If you switched €262k to cash in March 2020, it has not fallen 27% 

Brendan


----------



## aristotle (19 Jan 2022)

Depends on exactly when they moved to cash in March 2020 as that was a very volatile month with Covid concerns. Maybe the conversion to cash happened when market was tanking and the losses were locked into cash and they missed out on the bounce back.


----------



## Steven Barrett (19 Jan 2022)

There should be no early exit penalties at this stage. There is a mistake with those figures. 

Investors regularly think they shouldn't be paying a management charge to be sitting in cash. That is not what the management charge covers. It covers Zurich's costs, broker remuneration, some trading costs and profit. The management charge that you pay is the same percentage whether you are sitting in cash or invested in equities. There are additional costs of trading that are deducted from the unit price before it is calculated each evening but you don't see that. 

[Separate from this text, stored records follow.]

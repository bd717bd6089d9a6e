//! # Engine Module
//!
//! The computational core of the driver: everything between a parsed document and the results
//! records written back into it.
//!
//! ## Overview
//!
//! Workflow steps are first validated into [`plan::StepPlan`]s so that unknown names and
//! unsupported configurations are rejected before any potential is evaluated. Configurations
//! are then packed into a padded [`batch::Batch`] and either evaluated with every selected
//! ensemble member ([`single_point`]) or relaxed by one of the structure minimizers
//! ([`optimize`]).
//!
//! ## Architecture
//!
//! - **Configuration** ([`config`]) - Run-wide settings such as the model directory and device
//! - **Planning** ([`plan`]) - Step validation, result kinds, and sub-model selection
//! - **Batching** ([`batch`]) - Fixed-width species and coordinate rows
//! - **Single Points** ([`single_point`]) - Ensemble energies and gradients with statistics
//! - **Statistics** ([`statistics`]) - Means and population standard deviations
//! - **Optimization** ([`optimize`]) - Calculators, minimizers, and the convergence loop
//! - **Progress Monitoring** ([`progress`]) - Callback-based progress events
//! - **Error Handling** ([`error`]) - Configuration, compute, and umbrella engine errors

pub mod batch;
pub mod config;
pub mod error;
pub mod optimize;
pub mod plan;
pub mod progress;
pub mod single_point;
pub mod statistics;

An investment bond is the wrong place to leave cash savings. Either get it working for you again (you have missed some incredible growth already) or take it out and stick it in State savings. 


Steven
www.bluewaterfp.ie


----------



## Laoisa (19 Jan 2022)

Thank you, it was €262,337.90 at the begining of 2020, by March it was 252,455.51, that's when i switched it to  a cash fund. On Monday when i called for the balance I was informed it's value was €219,418.09, after tax it would be € 190,892.55


----------



## ClubMan (19 Jan 2022)

Laoisa said:


> On Monday when i called for the balance I was informed it's value was €219,418.09, after tax it would be € 190,892.55


Surely the tax is levied on the €19k gain resulting in an encashment value of maybe c. €210k?


----------



## Smoneen (19 Jan 2022)

This sounds wrong. Are you sure the €190k is the *full* encashment value after tax? To me it sounds like the max *partial* encashment value after tax which would be in the region of 90% of the fund.
You might need to clarify those values again.

Unfortunately by switching in March 2020 and deciding to stay in cash for the last 22 months you have missed out what could have been significant growth within the fund. 

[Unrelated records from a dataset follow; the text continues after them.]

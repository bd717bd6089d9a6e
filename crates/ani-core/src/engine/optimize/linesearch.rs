//! Strong-Wolfe line search by bracketing and cubic-interpolation zoom.

use super::structure::{Structure, max_atom_norm, unflatten};
use crate::engine::error::ComputeError;
use nalgebra::DVector;

/// Sufficient-decrease constant used by the line-search minimizers.
pub const C1: f64 = 0.23;
/// Curvature constant used by the line-search minimizers.
pub const C2: f64 = 0.46;

const MAX_BRACKET_ITERATIONS: usize = 20;
const MAX_ZOOM_ITERATIONS: usize = 30;
const MIN_INTERVAL: f64 = 1e-12;
/// Upper bound on the step length along an unscaled search direction.
const MAX_ALPHA: f64 = 50.0;

#[derive(Debug, Clone, Copy, PartialEq)]
pub struct LineSearch {
    pub c1: f64,
    pub c2: f64,
}

impl Default for LineSearch {
    fn default() -> Self {
        Self { c1: C1, c2: C2 }
    }
}

/// The accepted step along the search direction.
#[derive(Debug, Clone, Copy, PartialEq)]
pub struct Accepted {
    pub alpha: f64,
    pub value: f64,
    pub slope: f64,
    /// False when the step was accepted at the upper bound without meeting the curvature
    /// condition; curvature updates should be skipped for such steps.
    pub curvature: bool,
}

#[derive(Debug, Clone, Copy)]
struct Trial {
    alpha: f64,
    value: f64,
    slope: f64,
}

impl LineSearch {
    /// Searches `phi(α) = f(x + α p)` for a step satisfying the strong Wolfe conditions.
    ///
    /// `phi` returns the value and the directional derivative at `α`. Steps never exceed
    /// `alpha_max`.
    pub fn search<F>(
        &self,
        mut phi: F,
        value0: f64,
        slope0: f64,
        alpha_init: f64,
        alpha_max: f64,
    ) -> Result<Accepted, ComputeError>
    where
        F: FnMut(f64) -> Result<(f64, f64), ComputeError>,
    {
        if !(slope0 < 0.0) {
            return Err(ComputeError::LineSearch(format!(
                "search direction is not a descent direction (slope {:e})",
                slope0
            )));
        }
        if !(alpha_max > 0.0) {
            return Err(ComputeError::LineSearch(format!(
                "maximum step {:e} is not positive",
                alpha_max
            )));
        }

        let start = Trial {
            alpha: 0.0,
            value: value0,
            slope: slope0,
        };
        let mut previous = start;
        let mut alpha = alpha_init.min(alpha_max);

        for i in 0..MAX_BRACKET_ITERATIONS {
            let (value, slope) = phi(alpha)?;
            let current = Trial {
                alpha,
                value,
                slope,
            };
            if !value.is_finite() || !slope.is_finite() {
                return Err(ComputeError::NonFinite("line search value"));
            }

            if value > value0 + self.c1 * alpha * slope0 || (i > 0 && value >= previous.value) {
                return self.zoom(&mut phi, start, previous, current);
            }
            if slope.abs() <= -self.c2 * slope0 {
                return Ok(accept(current, true));
            }
            if slope >= 0.0 {
                return self.zoom(&mut phi, start, current, previous);
            }
            if alpha >= alpha_max {
                return Ok(accept(current, false));
            }
            previous = current;
            alpha = (2.0 * alpha).min(alpha_max);
        }
        Err(ComputeError::LineSearch(format!(
            "no acceptable step found in {} trials",
            MAX_BRACKET_ITERATIONS
        )))
    }

    fn zoom<F>(
        &self,
        phi: &mut F,
        start: Trial,
        mut lo: Trial,
        mut hi: Trial,
    ) -> Result<Accepted, ComputeError>
    where
        F: FnMut(f64) -> Result<(f64, f64), ComputeError>,
    {
        for _ in 0..MAX_ZOOM_ITERATIONS {
            if (hi.alpha - lo.alpha).abs() < MIN_INTERVAL {
                break;
            }
            let alpha = interpolate(lo, hi);
            let (value, slope) = phi(alpha)?;
            if !value.is_finite() || !slope.is_finite() {
                return Err(ComputeError::NonFinite("line search value"));
            }
            let trial = Trial {
                alpha,
                value,
                slope,
            };

            if value > start.value + self.c1 * alpha * start.slope || value >= lo.value {
                hi = trial;
            } else {
                if slope.abs() <= -self.c2 * start.slope {
                    return Ok(accept(trial, true));
                }
                if slope * (hi.alpha - lo.alpha) >= 0.0 {
                    hi = lo;
                }
                lo = trial;
            }
        }
        if lo.alpha > 0.0 {
            // The bracket collapsed on a point with sufficient decrease.
            let (value, slope) = phi(lo.alpha)?;
            return Ok(accept(
                Trial {
                    alpha: lo.alpha,
                    value,
                    slope,
                },
                false,
            ));
        }
        Err(ComputeError::LineSearch(
            "the bracketing interval collapsed without a decrease".to_string(),
        ))
    }
}

fn accept(trial: Trial, curvature: bool) -> Accepted {
    Accepted {
        alpha: trial.alpha,
        value: trial.value,
        slope: trial.slope,
        curvature,
    }
}

/// Minimizer of the cubic through both end points, kept away from the ends; bisection when the
/// cubic has no usable minimizer.
fn interpolate(a: Trial, b: Trial) -> f64 {
    let (low, high) = (a.alpha.min(b.alpha), a.alpha.max(b.alpha));
    let margin = 0.1 * (high - low);
    let bisection = 0.5 * (low + high);

    let d1 = a.slope + b.slope - 3.0 * (a.value - b.value) / (a.alpha - b.alpha);
    let discriminant = d1 * d1 - a.slope * b.slope;
    if discriminant < 0.0 {
        return bisection;
    }
    let d2 = (b.alpha - a.alpha).signum() * discriminant.sqrt();
    let denominator = b.slope - a.slope + 2.0 * d2;
    if denominator == 0.0 {
        return bisection;
    }
    let alpha = b.alpha - (b.alpha - a.alpha) * (b.slope + d2 - d1) / denominator;
    if alpha.is_finite() && alpha > low + margin && alpha < high - margin {
        alpha
    } else {
        bisection
    }
}

pub(crate) fn displaced(r: &DVector<f64>, p: &DVector<f64>, alpha: f64) -> DVector<f64> {
    r + p * alpha
}

/// Rescales a vanishingly short search direction so the line search has something to bracket.
pub(crate) fn normalize_tiny_direction(p: &mut DVector<f64>, n_atoms: usize) {
    let floor = (n_atoms as f64 * 1e-10).sqrt();
    let norm = p.norm();
    if norm > 0.0 && norm <= floor {
        *p *= floor / norm;
    }
}

/// Runs `search` on the structure's energy along `p` from `r`, leaving the structure at the
/// accepted point. `previous_energy` seeds the initial step length.
pub(crate) fn search_structure(
    search: &LineSearch,
    structure: &mut Structure<'_>,
    r: &DVector<f64>,
    p: &DVector<f64>,
    energy0: f64,
    slope0: f64,
    previous_energy: Option<f64>,
    max_step: f64,
) -> Result<Accepted, ComputeError> {
    let longest = max_atom_norm(&unflatten(p));
    let alpha_max = if longest > 0.0 {
        (max_step / longest).min(MAX_ALPHA)
    } else {
        MAX_ALPHA
    };
    let alpha_init = previous_energy
        .map(|e| 1.01 * 2.0 * (energy0 - e) / slope0)
        .filter(|a| a.is_finite() && *a > 0.0)
        .map_or(1.0, |a| a.min(1.0));

    let accepted = search.search(
        |alpha| {
            structure.set_flat_positions(&displaced(r, p, alpha));
            let energy = structure.energy()?;
            let forces = structure.flat_forces()?;
            Ok((energy, -forces.dot(p)))
        },
        energy0,
        slope0,
        alpha_init,
        alpha_max,
    )?;
    structure.set_flat_positions(&displaced(r, p, accepted.alpha));
    Ok(accepted)
}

You mention this is your nest egg. Have you a plan in place for future use for these funds is it just a general safety net? Without further context it will be difficult for anyone to give you meaningful guidance on what to do next.

For a start give the provider a call and clarify the values again. Perhaps ask for it in writing or look up the last annual statement as that will give you a rough guide.


----------



## Laoisa (21 Jan 2022)

Thanks for your replies. I called the provider & yes the figure they provided were based on a partial encashment, the full net encashment is €212+.
 Phew! what a relief not to have a negative return. These funds are for general safety. 
I think it's best to move it from cash to some sort of fund, any suggestions an a fund?


----------



## ClubMan (21 Jan 2022)

When will you need to use this money?
What's your overall personal/financial situation?
E.g. general health, dependents, mortgage/rent, other savings/debts, pension income, annual budget etc.?
You might be better off doing a Money Makeover post.
It's difficult to give informed comment without more info.





						Money makeover
					

Budgeting and dealing with debt moved to  Mortgage Arrears and Debt Forum .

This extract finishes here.